I’ve never driven a mid-engine car before and look forward to it.  My brother once got a ride in a Porsche 911 at Laguna Seca raceway.  He said that while his modified Mazda RX-3 was faster in a straight line, the braking ability of the Porsche was amazing.  I’m sure rear weight bias holds the back of the car down during braking, allowing the rear brakes to do some serious work unlike typical FWD cars.

Steering rack:

It was kind of funny how this turned out.  I knew most kit cars use a Triumph Spitfire or Dodge Omni steering rack.  I learned the Omni rack is for “front steer” cars, while the Triumph rack is for “rear steer” cars, which is what I wanted.  “Whatever,” I thought; the chance of finding a Spitfire in a wreaking yard these days in Southern California is about the same as finding a blank sheet of paper at Steven King’s house.  So I combed the yards searching for a rack not knowing what I’d find.  A nuisance were the steering wheel locks (obviously none of the cars had keys in them.)  It meant I couldn’t turn the wheel back and forth to calculate the speed, or pitch, of the rack, that is, until I got a little “medieval.” Another problem is that we’ve all gotten lazy, virtually nothing these days has a manual rack in it, and if it does, it takes about 47 turns lock to lock (okay, not that many, but you get the idea.)  So after several days I hadn’t found anything… until I came around a corner and there it was, a 1976 Triumph Spitfire.  Well go figure, now I know why everyone uses them.  Light weight, fast ratio, $50 from the yard, what’s not to like, so I bought it.

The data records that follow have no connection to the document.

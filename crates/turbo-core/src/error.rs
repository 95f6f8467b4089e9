//! Error handling for turbo
//!
//! Provides a unified error type and result type for use across all turbo
//! components. The variants map directly to the failure modes the calling
//! layer needs to distinguish: no capacity, backend unreachable, timed out,
//! bad profile, and not-ready.

/// Result type alias for turbo operations
pub type Result<T> = std::result::Result<T, Error>;

/// Unified error type for turbo
#[derive(Debug, thiserror::Error)]
pub enum Error {
    /// No device can host the requested or selected model
    #[error("Resource exhausted: {0}")]
    ResourceExhausted(String),

    /// Transport-level failure talking to the inference backend
    #[error("Backend unavailable: {0}")]
    BackendUnavailable(String),

    /// Connect or overall request timeout exceeded
    #[error("Request timed out: {0}")]
    Timeout(String),

    /// Unknown profile name
    #[error("Invalid profile: {0}")]
    InvalidProfile(String),

    /// Orchestrator is not in the Ready state
    #[error("Unavailable: {0}")]
    Unavailable(String),

    /// Model id not present in the catalog
    #[error("Unknown model: {0}")]
    UnknownModel(String),

    /// Configuration-related errors
    #[error("Configuration error: {0}")]
    InvalidConfiguration(String),

    /// I/O errors
    #[error("I/O error: {0}")]
    Io(#[from] std::io::Error),

    /// JSON parsing errors
    #[error("JSON error: {0}")]
    Json(#[from] serde_json::Error),

    /// Configuration parsing errors
    #[error("Config error: {0}")]
    Config(#[from] config::ConfigError),
}

impl Error {
    /// Create a resource exhausted error
    pub fn resource_exhausted(msg: impl Into<String>) -> Self {
        Self::ResourceExhausted(msg.into())
    }

    /// Create a backend unavailable error
    pub fn backend_unavailable(msg: impl Into<String>) -> Self {
        Self::BackendUnavailable(msg.into())
    }

    /// Create a timeout error
    pub fn timeout(msg: impl Into<String>) -> Self {
        Self::Timeout(msg.into())
    }

    /// Create an invalid profile error
    pub fn invalid_profile(msg: impl Into<String>) -> Self {
        Self::InvalidProfile(msg.into())
    }

    /// Create an unavailable error
    pub fn unavailable(msg: impl Into<String>) -> Self {
        Self::Unavailable(msg.into())
    }

    /// Create an unknown model error
    pub fn unknown_model(msg: impl Into<String>) -> Self {
        Self::UnknownModel(msg.into())
    }

    /// Create a configuration error
    pub fn config(msg: impl Into<String>) -> Self {
        Self::InvalidConfiguration(msg.into())
    }

    /// Check if this error is retryable from the caller's point of view
    pub fn is_retryable(&self) -> bool {
        matches!(
            self,
            Error::BackendUnavailable(_) | Error::Timeout(_) | Error::ResourceExhausted(_)
        )
    }

    /// Get the error category for metrics/logging
    pub fn category(&self) -> &'static str {
        match self {
            Error::ResourceExhausted(_) => "resource_exhausted",
            Error::BackendUnavailable(_) => "backend_unavailable",
            Error::Timeout(_) => "timeout",
            Error::InvalidProfile(_) => "invalid_profile",
            Error::Unavailable(_) => "unavailable",
            Error::UnknownModel(_) => "unknown_model",
            Error::InvalidConfiguration(_) => "configuration",
            Error::Io(_) => "io",
            Error::Json(_) => "json",
            Error::Config(_) => "config",
        }
    }
}

#[cfg(test)]
mod tests {
    use super::*;

    #[test]
    fn test_error_creation() {
        let err = Error::resource_exhausted("no device fits deepseek-coder:6.7b");
        assert!(matches!(err, Error::ResourceExhausted(_)));
        assert_eq!(
            err.to_string(),
            "Resource exhausted: no device fits deepseek-coder:6.7b"
        );
    }

    #[test]
    fn test_error_categories() {
        assert_eq!(Error::timeout("t").category(), "timeout");
        assert_eq!(Error::invalid_profile("p").category(), "invalid_profile");
        assert_eq!(Error::unavailable("u").category(), "unavailable");
        assert_eq!(Error::config("c").category(), "configuration");
    }

    #[test]
    fn test_retryable_classification() {
        assert!(Error::backend_unavailable("refused").is_retryable());
        assert!(Error::timeout("60s").is_retryable());
        assert!(!Error::invalid_profile("nope").is_retryable());
        assert!(!Error::unavailable("shut down").is_retryable());
    }
}
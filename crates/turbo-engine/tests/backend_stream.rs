//! Integration tests for the streaming client and the manager, run against
//! a minimal in-process HTTP fixture speaking the backend's NDJSON protocol.

use futures::StreamExt;
use tokio::io::{AsyncReadExt, AsyncWriteExt};
use tokio::net::TcpListener;
use turbo_core::config::{BackendConfig, TurboConfig};
use turbo_core::Error;
use turbo_engine::{ChatMessage, OllamaClient};

const CHAT_NDJSON: &str = concat!(
    r#"{"message":{"content":"Hello"},"done":false}"#,
    "\n",
    r#"{"message":{"content":" world"},"done":false}"#,
    "\n",
    r#"{"done":true}"#,
    "\n",
);

/// Serve canned responses, routing on the request path. Runs until the test
/// ends; each connection is handled once and closed.
async fn spawn_backend() -> String {
    let listener = TcpListener::bind("127.0.0.1:0").await.unwrap();
    let addr = listener.local_addr().unwrap();

    tokio::spawn(async move {
        loop {
            let Ok((mut socket, _)) = listener.accept().await else {
                return;
            };
            tokio::spawn(async move {
                let Some((request_line, request_body)) = read_request(&mut socket).await else {
                    return;
                };
                let body = if request_line.contains("/api/chat") {
                    if request_body.contains("\"stream\":false") {
                        r#"{"message":{"content":"Hello world"},"done":true}"#
                    } else {
                        CHAT_NDJSON
                    }
                } else if request_line.contains("/api/generate") {
                    "{\"done\":true}\n"
                } else {
                    "Ollama is running"
                };
                let response = format!(
                    "HTTP/1.1 200 OK\r\nContent-Length: {}\r\nConnection: close\r\n\r\n{}",
                    body.len(),
                    body
                );
                let _ = socket.write_all(response.as_bytes()).await;
            });
        }
    });

    format!("http://{}", addr)
}

/// Read one HTTP request and return its request line and body
async fn read_request(socket: &mut tokio::net::TcpStream) -> Option<(String, String)> {
    let mut buffer = Vec::new();
    let mut chunk = [0u8; 1024];

    let headers_end = loop {
        let n = socket.read(&mut chunk).await.ok()?;
        if n == 0 {
            return None;
        }
        buffer.extend_from_slice(&chunk[..n]);
        if let Some(pos) = buffer.windows(4).position(|w| w == b"\r\n\r\n") {
            break pos + 4;
        }
    };

    let head = String::from_utf8_lossy(&buffer[..headers_end]).to_string();
    let content_length: usize = head
        .lines()
        .find_map(|line| {
            let (name, value) = line.split_once(':')?;
            name.eq_ignore_ascii_case("content-length")
                .then(|| value.trim().parse().ok())?
        })
        .unwrap_or(0);

    while buffer.len() < headers_end + content_length {
        let n = socket.read(&mut chunk).await.ok()?;
        if n == 0 {
            break;
        }
        buffer.extend_from_slice(&chunk[..n]);
    }

    let request_line = head.lines().next()?.to_string();
    let body = String::from_utf8_lossy(&buffer[headers_end..]).to_string();
    Some((request_line, body))
}

fn backend_config(endpoint: &str) -> BackendConfig {
    BackendConfig {
        endpoint: endpoint.to_string(),
        connect_timeout_secs: 2,
        request_timeout_secs: 2,
        ..BackendConfig::default()
    }
}

#[tokio::test]
async fn test_streaming_happy_path() {
    let endpoint = spawn_backend().await;
    let client = OllamaClient::new(&backend_config(&endpoint)).unwrap();

    let mut stream = client.stream("phi3:3.8b", vec![ChatMessage::user("hi")]);
    let mut reply = String::new();
    let mut saw_done = false;

    while let Some(item) = stream.next().await {
        let chunk = item.expect("no failures expected");
        reply.push_str(&chunk.content);
        if chunk.done {
            saw_done = true;
        }
    }

    assert_eq!(reply, "Hello world");
    assert!(saw_done);
}

#[tokio::test]
async fn test_nonstreaming_chat() {
    let endpoint = spawn_backend().await;
    let client = OllamaClient::new(&backend_config(&endpoint)).unwrap();

    let reply = client
        .chat("phi3:3.8b", vec![ChatMessage::user("hi")])
        .await
        .unwrap();
    assert_eq!(reply, "Hello world");
}

#[tokio::test]
async fn test_connection_refused_yields_one_terminal_error() {
    // Bind then drop to find a port nothing listens on.
    let port = {
        let listener = TcpListener::bind("127.0.0.1:0").await.unwrap();
        listener.local_addr().unwrap().port()
    };
    let endpoint = format!("http://127.0.0.1:{}", port);
    let client = OllamaClient::new(&backend_config(&endpoint)).unwrap();

    let mut stream = client.stream("phi3:3.8b", vec![ChatMessage::user("hi")]);
    let mut items = Vec::new();
    while let Some(item) = stream.next().await {
        items.push(item);
    }

    assert_eq!(items.len(), 1);
    assert!(matches!(items[0], Err(Error::BackendUnavailable(_))));
}

#[tokio::test]
async fn test_error_status_yields_one_terminal_error() {
    let listener = TcpListener::bind("127.0.0.1:0").await.unwrap();
    let endpoint = format!("http://{}", listener.local_addr().unwrap());

    tokio::spawn(async move {
        while let Ok((mut socket, _)) = listener.accept().await {
            let _ = read_request(&mut socket).await;
            let body = "model not found";
            let response = format!(
                "HTTP/1.1 404 Not Found\r\nContent-Length: {}\r\nConnection: close\r\n\r\n{}",
                body.len(),
                body
            );
            let _ = socket.write_all(response.as_bytes()).await;
        }
    });

    let client = OllamaClient::new(&backend_config(&endpoint)).unwrap();
    let mut stream = client.stream("missing:1b", vec![ChatMessage::user("hi")]);
    let mut items = Vec::new();
    while let Some(item) = stream.next().await {
        items.push(item);
    }

    assert_eq!(items.len(), 1);
    match &items[0] {
        Err(Error::BackendUnavailable(detail)) => assert!(detail.contains("404")),
        other => panic!("expected backend error, got {:?}", other.is_ok()),
    }
}

#[tokio::test]
async fn test_unresponsive_backend_times_out() {
    let listener = TcpListener::bind("127.0.0.1:0").await.unwrap();
    let endpoint = format!("http://{}", listener.local_addr().unwrap());

    // Accept connections but never respond.
    tokio::spawn(async move {
        let mut held = Vec::new();
        while let Ok((socket, _)) = listener.accept().await {
            held.push(socket);
        }
    });

    let config = BackendConfig {
        endpoint,
        connect_timeout_secs: 2,
        request_timeout_secs: 1,
        ..BackendConfig::default()
    };
    let client = OllamaClient::new(&config).unwrap();

    let mut stream = client.stream("phi3:3.8b", vec![ChatMessage::user("hi")]);
    let mut items = Vec::new();
    while let Some(item) = stream.next().await {
        items.push(item);
    }

    assert_eq!(items.len(), 1);
    assert!(matches!(items[0], Err(Error::Timeout(_))));
}

#[tokio::test]
async fn test_manager_end_to_end_against_fixture() {
    use async_trait::async_trait;
    use turbo_engine::monitor::{AcceleratorProbe, AcceleratorReading};
    use turbo_engine::TurboManager;

    struct NoAccelerator;

    #[async_trait]
    impl AcceleratorProbe for NoAccelerator {
        async fn detect(&self) -> bool {
            false
        }

        async fn read(&self) -> turbo_core::Result<AcceleratorReading> {
            Err(Error::unavailable("no accelerator"))
        }
    }

    let endpoint = spawn_backend().await;
    let mut config = TurboConfig::default();
    config.backend = backend_config(&endpoint);

    let manager = TurboManager::with_probe(config, Box::new(NoAccelerator)).unwrap();
    manager.initialize().await.unwrap();

    let status = manager.status().await;
    assert!(status.capabilities.backend_reachable);
    assert!(!status.capabilities.accelerator);

    // The smallest CPU-eligible model was prewarmed at startup
    assert!(status
        .resident
        .iter()
        .any(|r| r.model_id == "gemma:2b" && r.device == turbo_core::Device::Cpu));

    let reply = manager.chat("hi", None).await.unwrap();
    assert_eq!(reply, "Hello world");

    let stats = manager.stats();
    assert_eq!(stats.total_queries, 1);
    assert_eq!(stats.cpu_queries, 1);
    assert_eq!(stats.accelerator_queries, 0);
    assert_eq!(stats.failed_streams, 0);
    assert_eq!(stats.response_chars, "Hello world".len() as u64);

    manager.shutdown().await;
}
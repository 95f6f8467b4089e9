//! Resource monitoring
//!
//! Samples accelerator memory through a vendor CLI probe and host RAM
//! through sysinfo. Sampling never panics and never blocks beyond the probe
//! timeout; on failure it degrades to a conservative snapshot (zero
//! accelerator memory free, last known host figure). Samples are cached for
//! a short refresh window because this is the only I/O-bound call on the
//! router's request path.

use async_trait::async_trait;
use std::sync::Mutex;
use std::time::Instant;
use sysinfo::{MemoryRefreshKind, RefreshKind, System};
use tokio::process::Command;
use tokio::time::timeout;
use tracing::{debug, warn};
use turbo_core::config::MonitorConfig;
use turbo_core::{Error, Result, ResourceSnapshot};

const BYTES_PER_GB: f64 = 1024.0 * 1024.0 * 1024.0;
const MB_PER_GB: f64 = 1024.0;

/// One accelerator memory reading, in MB as reported by the vendor tool
#[derive(Debug, Clone, Copy, PartialEq)]
pub struct AcceleratorReading {
    pub used_mb: f64,
    pub total_mb: f64,
    pub free_mb: f64,
}

/// Interface to the accelerator's management tool
#[async_trait]
pub trait AcceleratorProbe: Send + Sync {
    /// Whether the tool is present at all. Resolved once at startup.
    async fn detect(&self) -> bool;

    /// Query current memory figures. Errors mean "treat as no accelerator".
    async fn read(&self) -> Result<AcceleratorReading>;
}

/// Probe backed by the `nvidia-smi` CLI
pub struct NvidiaSmiProbe {
    timeout: std::time::Duration,
}

impl NvidiaSmiProbe {
    pub fn new(config: &MonitorConfig) -> Self {
        Self {
            timeout: config.probe_timeout(),
        }
    }
}

#[async_trait]
impl AcceleratorProbe for NvidiaSmiProbe {
    async fn detect(&self) -> bool {
        let check = Command::new("nvidia-smi").arg("--version").output();
        match timeout(self.timeout, check).await {
            Ok(Ok(output)) => output.status.success(),
            _ => false,
        }
    }

    async fn read(&self) -> Result<AcceleratorReading> {
        let query = Command::new("nvidia-smi")
            .args([
                "--query-gpu=memory.used,memory.total,memory.free",
                "--format=csv,noheader,nounits",
            ])
            .output();

        let output = timeout(self.timeout, query)
            .await
            .map_err(|_| Error::timeout("accelerator probe timed out"))?
            .map_err(|e| Error::unavailable(format!("nvidia-smi not runnable: {}", e)))?;

        if !output.status.success() {
            return Err(Error::unavailable(format!(
                "nvidia-smi exited with {}",
                output.status
            )));
        }

        let stdout = String::from_utf8_lossy(&output.stdout);
        parse_memory_csv(stdout.trim())
    }
}

/// Parse the comma-separated `usedMB, totalMB, freeMB` line
fn parse_memory_csv(line: &str) -> Result<AcceleratorReading> {
    // Multi-GPU hosts emit one line per device; the first is ours.
    let first = line.lines().next().unwrap_or_default();
    let fields: Vec<f64> = first
        .split(',')
        .map(|f| f.trim().parse::<f64>())
        .collect::<std::result::Result<_, _>>()
        .map_err(|e| Error::unavailable(format!("unparseable nvidia-smi output: {}", e)))?;

    if fields.len() != 3 {
        return Err(Error::unavailable(format!(
            "expected 3 memory fields, got {}",
            fields.len()
        )));
    }

    Ok(AcceleratorReading {
        used_mb: fields[0],
        total_mb: fields[1],
        free_mb: fields[2],
    })
}

struct CachedSample {
    snapshot: ResourceSnapshot,
    sampled_at: Instant,
}

struct MonitorState {
    cached: Option<CachedSample>,
    last_host_available_gb: f64,
}

/// Samples accelerator and host memory with a short-lived cache
pub struct ResourceMonitor {
    probe: Box<dyn AcceleratorProbe>,
    refresh_interval: std::time::Duration,
    state: Mutex<MonitorState>,
}

impl ResourceMonitor {
    pub fn new(config: &MonitorConfig) -> Self {
        Self::with_probe(config, Box::new(NvidiaSmiProbe::new(config)))
    }

    /// Construct with an injected probe (used by tests and mock setups)
    pub fn with_probe(config: &MonitorConfig, probe: Box<dyn AcceleratorProbe>) -> Self {
        Self {
            probe,
            refresh_interval: config.refresh_interval(),
            state: Mutex::new(MonitorState {
                cached: None,
                last_host_available_gb: 8.0,
            }),
        }
    }

    /// One-shot accelerator presence check, for startup capability flags
    pub async fn detect_accelerator(&self) -> bool {
        self.probe.detect().await
    }

    /// Current resource snapshot.
    ///
    /// Returns the cached snapshot when it is younger than the refresh
    /// interval; otherwise re-polls. Never fails: polling errors degrade to
    /// a conservative snapshot.
    pub async fn sample(&self) -> ResourceSnapshot {
        {
            let state = self.state.lock().expect("monitor state poisoned");
            if let Some(cached) = &state.cached {
                if cached.sampled_at.elapsed() < self.refresh_interval {
                    return cached.snapshot.clone();
                }
            }
        }

        let host_available_gb = match host_available_bytes().await {
            Some(bytes) => bytes as f64 / BYTES_PER_GB,
            None => {
                let state = self.state.lock().expect("monitor state poisoned");
                state.last_host_available_gb
            }
        };

        let snapshot = match self.probe.read().await {
            Ok(reading) => ResourceSnapshot {
                accelerator_used_gb: reading.used_mb / MB_PER_GB,
                accelerator_total_gb: reading.total_mb / MB_PER_GB,
                accelerator_free_gb: reading.free_mb / MB_PER_GB,
                host_available_gb,
                captured_at: chrono::Utc::now(),
            },
            Err(e) => {
                debug!("accelerator probe failed, using conservative snapshot: {}", e);
                ResourceSnapshot::conservative(host_available_gb)
            }
        };

        let mut state = self.state.lock().expect("monitor state poisoned");
        state.last_host_available_gb = host_available_gb;
        state.cached = Some(CachedSample {
            snapshot: snapshot.clone(),
            sampled_at: Instant::now(),
        });
        snapshot
    }

    /// Drop the cached snapshot so the next sample re-polls
    pub fn invalidate(&self) {
        let mut state = self.state.lock().expect("monitor state poisoned");
        state.cached = None;
    }
}

/// Available host RAM in bytes, or None when the query fails
async fn host_available_bytes() -> Option<u64> {
    let result = tokio::task::spawn_blocking(|| {
        let mut sys = System::new_with_specifics(
            RefreshKind::new().with_memory(MemoryRefreshKind::everything()),
        );
        sys.refresh_memory();
        sys.available_memory()
    })
    .await;

    match result {
        Ok(bytes) => Some(bytes),
        Err(e) => {
            warn!("host memory query failed: {}", e);
            None
        }
    }
}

I managed (with some trying) to design the rack in as-is, without having to modify the length at all.  The nice thing is if I ever have to replace it I can just buy a stock part and it’s done.

Bump Steer:

Using the same “weenie-ware” suspension software I used for roll center calculations (which constantly crashed,) I calculated where the steering arms had to be.  I know Mr. Bumpsteer personally, having driven my sister’s MG Midget -  what were the designers thinking?  In a nice constant curve you could hit a bump and, with your hands never moving on the wheel, the car would steer left, then right about three feet.  No thanks.  So I went to a lot of trouble to try to have none of that - preliminary measurements show none.  We’ll see once the steering arms are attached permanently… and I dive into that first corner...

Front suspension:

Double A-arm, upper rocker arms, in-board shocks.  Nissan 280ZX struts were adapted since they are cheap and larger brake kits are available if needed.

Rear suspension:

Double A-arm, though they are rotated to miss the drivetrain, essentially acting as lateral and trailing links.  There wasn’t much choice besides this layout, other than using struts, but which wouldn’t allow camber compensation.  Rear uprights were fabricated from scratch (consuming months.)

Fuel cell:

Why not use a cheap plain aluminum tank like the kit cars use?

NO!

Here’s a story.  I saw a video of a guy in a sprint car race where he stopped for some reason and got rear ended.  The thing was, the impact was at about 5mph.  That was just barely enough to crack the gas tank, located in the rear of this car.  The seam split, spilling about 10 gallons of gas under his seat, around his feet, and down onto the headers.  He was in a blazing inferno for a long, long, time; it just about made me ill to see.  How long can you hold your breath while burning alive?  When they finally dragged him out, he was not moving.

Then and there I decided to use the best fuel cell I could find.

Drysump:

Still unresolved.  There are many reasons to not use one, as well as many reasons to use one.

Bad points:

Good points:

Dry sump tanks used to be huge because the oils in use at the time had trouble de-aerating.  I’ve read that new oils like Red-Line are much better at de-aeration, so tanks can be made smaller.

Or… I can just use an AccusumpI’ve been told by several people that these aren’t a perfect solution.  Perhaps, but at around $300 or so, they’re much cheaper.  Like I said, I haven’t made up my mind either way.

Shifter:

The H22 tranny has two levers, pushing or pulling one lever selects the gear “column.”  That is, it selects gears 1-2, 3-4, or 5-Rev.  Pushing or pulling the other lever selects the gear “row.”  That is, if the first lever has selected gears 1-2, the second lever selects first gear or second gear.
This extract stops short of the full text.